### SOURCE MATERIAL

· · · ·

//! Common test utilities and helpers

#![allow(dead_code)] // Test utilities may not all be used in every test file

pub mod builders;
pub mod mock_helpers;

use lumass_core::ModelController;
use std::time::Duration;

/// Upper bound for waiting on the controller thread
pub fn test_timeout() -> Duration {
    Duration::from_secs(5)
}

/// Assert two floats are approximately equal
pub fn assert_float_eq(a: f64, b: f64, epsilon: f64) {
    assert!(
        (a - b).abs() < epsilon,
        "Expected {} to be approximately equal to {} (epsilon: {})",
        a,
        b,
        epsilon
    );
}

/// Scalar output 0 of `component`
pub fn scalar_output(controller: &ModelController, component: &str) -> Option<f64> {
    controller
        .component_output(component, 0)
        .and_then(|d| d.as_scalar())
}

· · · ·

### AIM OF THE EXERCISE
From the entries above, collect every line with the string "epsilon" in it.

### SOLUTION
pub fn assert_float_eq(a: f64, b: f64, epsilon: f64) {
        (a - b).abs() < epsilon,
        "Expected {} to be approximately equal to {} (epsilon: {})",
        epsilon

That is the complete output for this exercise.